▶ **BRIEF**:
The first line of the data below and every line after it, through the one with "pub fn is_active(&self)", must be transcribed without change.

▶ **SOURCE RECORDS**:
##########
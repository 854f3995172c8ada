use serde::{Deserialize, Serialize};
use std::fmt;

/// Lifecycle status of a [`Token`].
///
/// `WAITING → IN_PROGRESS → COMPLETED`, with administrative cancellation out
/// of `WAITING` or `IN_PROGRESS`. `COMPLETED` and `CANCELLED` are terminal.
/// The server is authoritative; the client interprets transitions
/// structurally so every surface renders them the same way.
///
/// Wire values outside the known set deserialize to [`TokenStatus::Other`]
/// with the raw string preserved, so a server-side addition never breaks
/// decoding.
#[derive(Debug, Clone, PartialEq, Eq, Hash, Serialize, Deserialize)]
#[serde(from = "String", into = "String")]
pub enum TokenStatus {
    /// Booked, waiting to be called.
    Waiting,

    /// Currently being served.
    InProgress,

    /// Service finished. Terminal.
    Completed,

    /// Withdrawn by the patient or an administrator. Terminal.
    Cancelled,

    /// Unrecognized status value, preserved verbatim.
    Other(String),
}

impl TokenStatus {
    /// The status every freshly booked token starts in.
    pub fn initial() -> Self {
        Self::Waiting
    }

    /// The wire representation of this status.
    pub fn as_str(&self) -> &str {
        match self {
            Self::Waiting => "WAITING",
            Self::InProgress => "IN_PROGRESS",
            Self::Completed => "COMPLETED",
            Self::Cancelled => "CANCELLED",
            Self::Other(raw) => raw,
        }
    }

    /// Whether no further transitions can occur from this status.
    ///
    /// Unknown statuses are not treated as terminal; the safety-net pull
    /// will keep refreshing them until the server reports a known state.
    pub fn is_terminal(&self) -> bool {
        matches!(self, Self::Completed | Self::Cancelled)
    }

    /// Whether a token in this status still occupies the queue.
    pub fn is_active(&self) -> bool {
        matches!(self, Self::Waiting | Self::InProgress)
    }

    /// Whether the server-side state machine permits moving to `next`.
    ///
    /// Self-transitions are not transitions, and nothing can be validated
    /// about unknown statuses on either side.
    pub fn can_transition_to(&self, next: &TokenStatus) -> bool {
        match (self, next) {
            (Self::Waiting, Self::InProgress) | (Self::Waiting, Self::Cancelled) => true,
            (Self::InProgress, Self::Completed) | (Self::InProgress, Self::Cancelled) => true,
            _ => false,
        }
    }
}

impl From<String> for TokenStatus {
    fn from(value: String) -> Self {
        match value.as_str() {
            "WAITING" => Self::Waiting,
            "IN_PROGRESS" => Self::InProgress,
            "COMPLETED" => Self::Completed,
            "CANCELLED" => Self::Cancelled,
            _ => Self::Other(value),
        }
    }
}

impl From<TokenStatus> for String {
    fn from(value: TokenStatus) -> Self {
        value.as_str().to_string()
    }
}

impl fmt::Display for TokenStatus {
    fn fmt(&self, f: &mut fmt::Formatter<'_>) -> fmt::Result {
        write!(f, "{}", self.as_str())
    }
}

/// A patient's queue entry as pulled or pushed from the server.
///
/// The server owns this data; the client holds a read-only, eventually
/// consistent copy that is rebuilt wholesale on every pull. Timestamps are
/// ISO-8601 strings passed through for display; the client never computes
/// on them.
#[derive(Debug, Clone, PartialEq, Serialize, Deserialize)]
#[serde(rename_all = "camelCase")]
pub struct Token {
    pub id: i64,
    pub token_number: String,
    #[serde(default)]
    pub user_id: Option<i64>,
    #[serde(default)]
    pub patient_name: Option<String>,
    pub department_id: i64,
    #[serde(default)]
    pub department_name: Option<String>,
    pub status: TokenStatus,
    #[serde(default)]
    pub booking_time: Option<String>,
    /// Estimated minutes until service starts.
    #[serde(default)]
    pub estimated_wait_time: Option<i32>,
    /// Zero-based position among active tokens; the token being served is 0.
    #[serde(default)]
    pub queue_position: Option<i32>,
    #[serde(default, skip_serializing_if = "Option::is_none")]
    pub service_start_time: Option<String>,
    #[serde(default, skip_serializing_if = "Option::is_none")]
    pub service_end_time: Option<String>,
}
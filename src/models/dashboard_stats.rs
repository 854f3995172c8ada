use serde::{Deserialize, Serialize};

/// Daily aggregate statistics for one department's dashboard.
#[derive(Debug, Clone, Default, PartialEq, Serialize, Deserialize)]
#[serde(rename_all = "camelCase")]
pub struct DashboardStats {
    pub total_tokens_today: i64,
    pub completed_tokens: i64,
    pub waiting_tokens: i64,
    pub cancelled_tokens: i64,
    #[serde(default)]
    pub average_wait_time: Option<f64>,
    #[serde(default)]
    pub current_queue_length: Option<i32>,
}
##########
▶ **ANSWER SPACE**:
repository 854f3995172c8ada
use serde::{Deserialize, Serialize};
use std::fmt;

/// Lifecycle status of a [`Token`].
///
/// `WAITING → IN_PROGRESS → COMPLETED`, with administrative cancellation out
/// of `WAITING` or `IN_PROGRESS`. `COMPLETED` and `CANCELLED` are terminal.
/// The server is authoritative; the client interprets transitions
/// structurally so every surface renders them the same way.
///
/// Wire values outside the known set deserialize to [`TokenStatus::Other`]
/// with the raw string preserved, so a server-side addition never breaks
/// decoding.
#[derive(Debug, Clone, PartialEq, Eq, Hash, Serialize, Deserialize)]
#[serde(from = "String", into = "String")]
pub enum TokenStatus {
    /// Booked, waiting to be called.
    Waiting,

    /// Currently being served.
    InProgress,

    /// Service finished. Terminal.
    Completed,

    /// Withdrawn by the patient or an administrator. Terminal.
    Cancelled,

    /// Unrecognized status value, preserved verbatim.
    Other(String),
}

impl TokenStatus {
    /// The status every freshly booked token starts in.
    pub fn initial() -> Self {
        Self::Waiting
    }

    /// The wire representation of this status.
    pub fn as_str(&self) -> &str {
        match self {
            Self::Waiting => "WAITING",
            Self::InProgress => "IN_PROGRESS",
            Self::Completed => "COMPLETED",
            Self::Cancelled => "CANCELLED",
            Self::Other(raw) => raw,
        }
    }

    /// Whether no further transitions can occur from this status.
    ///
    /// Unknown statuses are not treated as terminal; the safety-net pull
    /// will keep refreshing them until the server reports a known state.
    pub fn is_terminal(&self) -> bool {
        matches!(self, Self::Completed | Self::Cancelled)
    }

    /// Whether a token in this status still occupies the queue.
    pub fn is_active(&self) -> bool {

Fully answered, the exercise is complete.